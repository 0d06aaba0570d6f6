//! External process execution.
//!
//! Every stage talks to the host through [`CommandRunner`] so the pipeline can
//! be driven by a scripted runner in tests.

use std::io;
use std::process::Command;

use thiserror::Error;
use tracing::debug;

/// Captured result of a finished external process
#[derive(Debug, Clone, Default, PartialEq, Eq)]
pub struct CommandOutput {
    /// Whether the process exited with status 0
    pub success: bool,
    /// Exit code, `None` when the process was killed by a signal
    pub code: Option<i32>,
    pub stdout: String,
    pub stderr: String,
}

impl CommandOutput {
    pub fn ok(stdout: impl Into<String>) -> Self {
        Self {
            success: true,
            code: Some(0),
            stdout: stdout.into(),
            stderr: String::new(),
        }
    }

    pub fn failed(code: i32, stderr: impl Into<String>) -> Self {
        Self {
            success: false,
            code: Some(code),
            stdout: String::new(),
            stderr: stderr.into(),
        }
    }
}

/// Errors raised before a process could produce any output
#[derive(Error, Debug)]
pub enum CommandError {
    #[error("'{program}' was not found on PATH")]
    NotFound { program: String },

    #[error("failed to run '{program}': {source}")]
    Io {
        program: String,
        #[source]
        source: io::Error,
    },
}

impl CommandError {
    pub fn is_not_found(&self) -> bool {
        matches!(self, CommandError::NotFound { .. })
    }
}

pub trait CommandRunner {
    /// Run `program` with `args`, blocking until it exits
    fn run(&self, program: &str, args: &[&str]) -> Result<CommandOutput, CommandError>;
}

/// Runs commands on the local host via `std::process::Command`
#[derive(Debug, Default, Clone, Copy)]
pub struct SystemCommandRunner;

impl CommandRunner for SystemCommandRunner {
    fn run(&self, program: &str, args: &[&str]) -> Result<CommandOutput, CommandError> {
        debug!("Running {} {}", program, args.join(" "));

        let output = Command::new(program).args(args).output().map_err(|e| {
            if e.kind() == io::ErrorKind::NotFound {
                CommandError::NotFound {
                    program: program.to_string(),
                }
            } else {
                CommandError::Io {
                    program: program.to_string(),
                    source: e,
                }
            }
        })?;

        Ok(CommandOutput {
            success: output.status.success(),
            code: output.status.code(),
            stdout: String::from_utf8_lossy(&output.stdout).into_owned(),
            stderr: String::from_utf8_lossy(&output.stderr).into_owned(),
        })
    }
}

::::

Exercise: Repeat the entries exactly, all of them.

Result of this task:
repository 0d06aaba0570d6f6
//! External process execution.
//!
//! Every stage talks to the host through [`CommandRunner`] so the pipeline can
//! be driven by a scripted runner in tests.

use std::io;
use std::process::Command;

use thiserror::Error;
use tracing::debug;

/// Captured result of a finished external process
#[derive(Debug, Clone, Default, PartialEq, Eq)]
pub struct CommandOutput {
    /// Whether the process exited with status 0
    pub success: bool,
    /// Exit code, `None` when the process was killed by a signal
    pub code: Option<i32>,
    pub stdout: String,
    pub stderr: String,
}

impl CommandOutput {
    pub fn ok(stdout: impl Into<String>) -> Self {
        Self {
            success: true,
            code: Some(0),
            stdout: stdout.into(),
            stderr: String::new(),
        }
    }

    pub fn failed(code: i32, stderr: impl Into<String>) -> Self {
        Self {
            success: false,
            code: Some(code),
            stdout: String::new(),
            stderr: stderr.into(),
        }
    }
}

/// Errors raised before a process could produce any output
#[derive(Error, Debug)]
pub enum CommandError {
    #[error("'{program}' was not found on PATH")]
    NotFound { program: String },

    #[error("failed to run '{program}': {source}")]
    Io {
        program: String,
        #[source]
        source: io::Error,
    },
}

impl CommandError {
    pub fn is_not_found(&self) -> bool {
        matches!(self, CommandError::NotFound { .. })
    }
}

pub trait CommandRunner {
    /// Run `program` with `args`, blocking until it exits
    fn run(&self, program: &str, args: &[&str]) -> Result<CommandOutput, CommandError>;
}

/// Runs commands on the local host via `std::process::Command`
#[derive(Debug, Default, Clone, Copy)]
pub struct SystemCommandRunner;

impl CommandRunner for SystemCommandRunner {
    fn run(&self, program: &str, args: &[&str]) -> Result<CommandOutput, CommandError> {
        debug!("Running {} {}", program, args.join(" "));

        let output = Command::new(program).args(args).output().map_err(|e| {
            if e.kind() == io::ErrorKind::NotFound {
                CommandError::NotFound {
                    program: program.to_string(),
                }
            } else {
                CommandError::Io {
                    program: program.to_string(),
                    source: e,
                }
            }
        })?;

        Ok(CommandOutput {
            success: output.status.success(),
            code: output.status.code(),
            stdout: String::from_utf8_lossy(&output.stdout).into_owned(),
            stderr: String::from_utf8_lossy(&output.stderr).into_owned(),
        })
    }
}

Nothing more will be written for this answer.